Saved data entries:
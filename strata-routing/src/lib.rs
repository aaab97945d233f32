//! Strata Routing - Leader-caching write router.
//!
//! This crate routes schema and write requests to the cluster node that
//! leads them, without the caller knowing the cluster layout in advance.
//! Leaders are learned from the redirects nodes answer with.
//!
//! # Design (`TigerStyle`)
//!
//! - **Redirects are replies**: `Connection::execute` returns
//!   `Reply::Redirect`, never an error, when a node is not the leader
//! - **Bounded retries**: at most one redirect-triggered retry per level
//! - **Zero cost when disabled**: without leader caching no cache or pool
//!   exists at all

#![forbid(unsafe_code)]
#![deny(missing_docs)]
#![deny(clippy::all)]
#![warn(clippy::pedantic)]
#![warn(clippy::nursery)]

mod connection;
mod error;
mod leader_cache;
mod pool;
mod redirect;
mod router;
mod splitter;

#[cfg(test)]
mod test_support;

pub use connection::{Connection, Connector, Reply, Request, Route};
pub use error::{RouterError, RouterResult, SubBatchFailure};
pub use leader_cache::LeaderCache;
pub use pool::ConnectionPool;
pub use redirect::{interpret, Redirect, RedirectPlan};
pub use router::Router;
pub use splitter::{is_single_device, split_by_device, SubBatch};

==

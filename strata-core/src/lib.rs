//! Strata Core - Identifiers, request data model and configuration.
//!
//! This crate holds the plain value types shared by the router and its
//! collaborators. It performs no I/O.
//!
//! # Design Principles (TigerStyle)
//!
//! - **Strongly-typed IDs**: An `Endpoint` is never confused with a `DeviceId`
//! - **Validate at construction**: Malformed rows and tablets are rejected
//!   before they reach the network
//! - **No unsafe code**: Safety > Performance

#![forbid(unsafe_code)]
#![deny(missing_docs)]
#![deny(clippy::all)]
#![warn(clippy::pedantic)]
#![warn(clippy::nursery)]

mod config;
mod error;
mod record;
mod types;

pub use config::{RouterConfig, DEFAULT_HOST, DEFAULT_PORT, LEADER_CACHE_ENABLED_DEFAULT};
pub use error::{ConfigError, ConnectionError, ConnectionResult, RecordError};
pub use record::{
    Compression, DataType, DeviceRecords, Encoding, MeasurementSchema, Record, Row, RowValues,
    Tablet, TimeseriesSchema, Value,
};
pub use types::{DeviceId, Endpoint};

--

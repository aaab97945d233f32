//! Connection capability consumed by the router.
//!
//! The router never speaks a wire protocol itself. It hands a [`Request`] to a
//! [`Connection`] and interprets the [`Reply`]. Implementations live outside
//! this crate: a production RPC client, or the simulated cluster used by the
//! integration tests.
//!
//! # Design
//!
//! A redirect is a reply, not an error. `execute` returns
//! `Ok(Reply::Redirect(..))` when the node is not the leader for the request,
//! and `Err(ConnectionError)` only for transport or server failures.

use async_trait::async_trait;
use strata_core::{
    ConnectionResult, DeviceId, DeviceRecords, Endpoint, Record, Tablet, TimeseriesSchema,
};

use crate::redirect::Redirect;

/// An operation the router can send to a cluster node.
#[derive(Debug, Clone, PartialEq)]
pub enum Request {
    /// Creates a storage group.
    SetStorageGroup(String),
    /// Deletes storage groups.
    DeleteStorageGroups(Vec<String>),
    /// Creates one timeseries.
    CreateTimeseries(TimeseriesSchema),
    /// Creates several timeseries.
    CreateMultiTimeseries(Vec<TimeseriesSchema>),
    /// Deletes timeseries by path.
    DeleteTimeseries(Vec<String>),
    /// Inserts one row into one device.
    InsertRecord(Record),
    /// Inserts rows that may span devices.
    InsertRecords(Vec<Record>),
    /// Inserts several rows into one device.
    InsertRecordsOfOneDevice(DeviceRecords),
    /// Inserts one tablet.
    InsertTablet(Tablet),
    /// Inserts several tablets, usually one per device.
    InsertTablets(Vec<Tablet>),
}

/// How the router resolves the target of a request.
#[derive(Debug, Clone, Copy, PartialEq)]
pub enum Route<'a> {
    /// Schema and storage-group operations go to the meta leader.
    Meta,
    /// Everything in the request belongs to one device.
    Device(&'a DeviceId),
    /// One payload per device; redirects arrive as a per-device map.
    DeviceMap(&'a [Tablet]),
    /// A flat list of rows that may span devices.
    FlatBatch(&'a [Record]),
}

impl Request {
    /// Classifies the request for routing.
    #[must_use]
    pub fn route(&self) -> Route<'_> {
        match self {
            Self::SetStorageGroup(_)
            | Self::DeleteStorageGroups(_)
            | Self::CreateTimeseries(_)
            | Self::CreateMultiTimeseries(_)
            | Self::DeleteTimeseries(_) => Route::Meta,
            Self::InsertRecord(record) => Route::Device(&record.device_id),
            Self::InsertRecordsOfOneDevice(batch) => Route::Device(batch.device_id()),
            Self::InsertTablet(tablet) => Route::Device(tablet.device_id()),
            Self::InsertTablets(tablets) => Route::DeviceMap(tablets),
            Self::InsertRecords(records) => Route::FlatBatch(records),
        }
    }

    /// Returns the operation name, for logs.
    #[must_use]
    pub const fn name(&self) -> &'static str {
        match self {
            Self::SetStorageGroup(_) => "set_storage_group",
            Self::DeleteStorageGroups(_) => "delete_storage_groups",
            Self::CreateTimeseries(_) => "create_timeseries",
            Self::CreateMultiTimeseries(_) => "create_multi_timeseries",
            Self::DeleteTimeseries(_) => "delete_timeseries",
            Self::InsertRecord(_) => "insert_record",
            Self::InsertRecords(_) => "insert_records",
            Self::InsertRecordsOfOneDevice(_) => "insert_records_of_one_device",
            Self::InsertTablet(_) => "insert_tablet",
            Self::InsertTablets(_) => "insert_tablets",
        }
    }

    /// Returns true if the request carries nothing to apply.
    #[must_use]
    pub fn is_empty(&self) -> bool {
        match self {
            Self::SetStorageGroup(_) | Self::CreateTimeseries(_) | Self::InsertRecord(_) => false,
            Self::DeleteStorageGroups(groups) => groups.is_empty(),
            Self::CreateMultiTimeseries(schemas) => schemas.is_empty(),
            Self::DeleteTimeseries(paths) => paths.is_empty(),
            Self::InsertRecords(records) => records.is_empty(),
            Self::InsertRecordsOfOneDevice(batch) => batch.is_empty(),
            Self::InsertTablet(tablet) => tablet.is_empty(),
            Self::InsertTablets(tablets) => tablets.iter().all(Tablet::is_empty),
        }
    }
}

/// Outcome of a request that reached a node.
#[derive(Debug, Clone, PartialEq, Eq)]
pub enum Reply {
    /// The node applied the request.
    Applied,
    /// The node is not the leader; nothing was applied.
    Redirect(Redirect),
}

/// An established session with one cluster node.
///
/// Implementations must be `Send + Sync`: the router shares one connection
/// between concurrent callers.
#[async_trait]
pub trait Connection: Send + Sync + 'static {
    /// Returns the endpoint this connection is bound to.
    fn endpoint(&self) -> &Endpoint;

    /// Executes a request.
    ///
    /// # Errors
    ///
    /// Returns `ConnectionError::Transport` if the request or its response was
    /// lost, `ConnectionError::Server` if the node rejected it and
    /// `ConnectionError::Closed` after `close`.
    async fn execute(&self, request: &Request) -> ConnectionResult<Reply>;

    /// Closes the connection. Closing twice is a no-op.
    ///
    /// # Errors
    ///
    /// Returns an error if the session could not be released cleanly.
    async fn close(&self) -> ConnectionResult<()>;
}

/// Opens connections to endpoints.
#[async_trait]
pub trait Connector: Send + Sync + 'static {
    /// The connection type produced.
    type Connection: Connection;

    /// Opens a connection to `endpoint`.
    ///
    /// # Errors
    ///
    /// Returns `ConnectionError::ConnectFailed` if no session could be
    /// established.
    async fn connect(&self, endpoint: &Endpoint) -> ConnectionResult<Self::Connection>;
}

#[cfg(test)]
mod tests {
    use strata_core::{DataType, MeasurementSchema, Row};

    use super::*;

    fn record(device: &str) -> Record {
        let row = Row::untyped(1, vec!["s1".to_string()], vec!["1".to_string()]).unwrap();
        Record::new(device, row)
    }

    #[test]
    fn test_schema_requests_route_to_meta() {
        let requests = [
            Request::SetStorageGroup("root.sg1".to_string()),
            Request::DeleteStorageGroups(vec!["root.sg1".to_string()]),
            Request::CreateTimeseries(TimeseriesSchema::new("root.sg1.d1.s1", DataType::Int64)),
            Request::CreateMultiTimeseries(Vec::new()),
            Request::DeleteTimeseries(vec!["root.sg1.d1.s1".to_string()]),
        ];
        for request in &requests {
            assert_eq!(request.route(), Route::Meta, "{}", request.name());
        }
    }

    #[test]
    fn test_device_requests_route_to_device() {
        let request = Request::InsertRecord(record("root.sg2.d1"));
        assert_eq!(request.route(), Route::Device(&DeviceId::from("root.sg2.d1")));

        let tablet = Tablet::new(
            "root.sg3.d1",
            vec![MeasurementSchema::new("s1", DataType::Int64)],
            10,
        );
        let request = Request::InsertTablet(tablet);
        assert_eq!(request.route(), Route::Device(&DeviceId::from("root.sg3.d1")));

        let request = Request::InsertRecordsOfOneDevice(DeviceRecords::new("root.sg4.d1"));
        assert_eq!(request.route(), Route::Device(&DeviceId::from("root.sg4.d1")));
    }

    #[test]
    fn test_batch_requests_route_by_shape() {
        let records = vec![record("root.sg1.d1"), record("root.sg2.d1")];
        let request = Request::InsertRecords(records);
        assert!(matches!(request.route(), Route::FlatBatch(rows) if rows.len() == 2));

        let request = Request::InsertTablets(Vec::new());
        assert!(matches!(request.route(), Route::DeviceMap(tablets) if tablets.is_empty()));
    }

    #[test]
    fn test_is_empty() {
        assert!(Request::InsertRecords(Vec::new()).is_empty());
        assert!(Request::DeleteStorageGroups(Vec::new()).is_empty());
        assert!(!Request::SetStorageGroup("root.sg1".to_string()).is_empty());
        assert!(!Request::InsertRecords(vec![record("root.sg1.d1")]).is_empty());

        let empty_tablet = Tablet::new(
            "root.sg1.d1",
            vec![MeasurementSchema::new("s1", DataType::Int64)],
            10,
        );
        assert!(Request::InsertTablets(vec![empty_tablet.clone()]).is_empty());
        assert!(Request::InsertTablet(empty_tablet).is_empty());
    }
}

▶ _Work order_
All that is wanted is a faithful reproduction of the line above with "filename strata-routing/src/lib.rs", the line with "mod leader_cache;", and every line in between.

▶ _Written response_
filename strata-routing/src/lib.rs
repository aaab97945d233f32
//! Strata Routing - Leader-caching write router.
//!
//! This crate routes schema and write requests to the cluster node that
//! leads them, without the caller knowing the cluster layout in advance.
//! Leaders are learned from the redirects nodes answer with.
//!
//! # Design (`TigerStyle`)
//!
//! - **Redirects are replies**: `Connection::execute` returns
//!   `Reply::Redirect`, never an error, when a node is not the leader
//! - **Bounded retries**: at most one redirect-triggered retry per level
//! - **Zero cost when disabled**: without leader caching no cache or pool
//!   exists at all

#![forbid(unsafe_code)]
#![deny(missing_docs)]
#![deny(clippy::all)]
#![warn(clippy::pedantic)]
#![warn(clippy::nursery)]

mod connection;
mod error;
mod leader_cache;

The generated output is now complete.